The sas-documentation that you added states for KEY: keyvalue:
specifies the key value whose type must match the corresponding key variable that is specified in a DEFINEKEY method call.
Which left me thinking that
if h.check(key : Account);
means:
if have.Account in any h.Account_old
In Account_ols are all the numbers from 38-43 and now I see that the first output is Account 44 so the if must mean exactly the opposite.
This leaves me with the assumption that
hh.find(key : Account_old);
also doesn't translate into
look for have.Account_old in all the hh.Accounts
This combined with the fact, that if I change my original data to
data have;
input Account Account_old Open_old;
cards;
40 38 2008
40 39 2007
41 40 2010
42 41 2011
43 42 2012
44 43 2013
45 43 2013
;
run;
so that the oldest is not in Account_old 38 but 39 a little shattering.

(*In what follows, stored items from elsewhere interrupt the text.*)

//! Core types used throughout the project.

use std::fmt;

use serde::Serialize;

/// A position in a catalog document (1-indexed, columns counted in characters).
#[derive(Debug, Clone, Copy, PartialEq, Eq, Hash, PartialOrd, Ord, Serialize)]
pub struct SourcePosition {
    pub line: u32,
    pub column: u32,
}

impl SourcePosition {
    /// Start of the document.
    pub const START: Self = Self { line: 1, column: 1 };

    /// Computes the position of a byte offset within `text`.
    ///
    /// Offsets past the end clamp to the end of the text. An offset in the middle of a
    /// multi-byte character is attributed to that character.
    #[must_use]
    pub fn from_offset(text: &[u8], offset: usize) -> Self {
        let end = offset.min(text.len());
        let prefix = text.get(..end).unwrap_or(text);

        let mut line: u32 = 1;
        let mut column: u32 = 1;
        for &byte in prefix {
            if byte == b'\n' {
                line = line.saturating_add(1);
                column = 1;
            } else if !is_utf8_continuation(byte) {
                column = column.saturating_add(1);
            }
        }
        Self { line, column }
    }
}

impl Default for SourcePosition {
    fn default() -> Self {
        Self::START
    }
}

impl fmt::Display for SourcePosition {
    fn fmt(&self, f: &mut fmt::Formatter<'_>) -> fmt::Result {
        write!(f, "{}:{}", self.line, self.column)
    }
}

/// UTF-8 continuation bytes (`10xxxxxx`) do not start a new character.
const fn is_utf8_continuation(byte: u8) -> bool {
    byte & 0b1100_0000 == 0b1000_0000
}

I'm terribly sorry to ask but can you think of a non-hash way? I need to catch a deadline and I'm afraid till then I won't wrap my head around hash-objects...
First, thanks @PeterClemmensen for the reference to the book.
It it not clear what you are asking @Emjay. since you reference two code snippets without a specific question.
I suspect your issue is that you don't recognize that the hash object is actually a data table that you can create and access inside a data step.
So what we have here is three distinct tables of data being accessed inside the data step.
The set statement is looping thru each observation in the have data set - on observation per execution of the DATA step.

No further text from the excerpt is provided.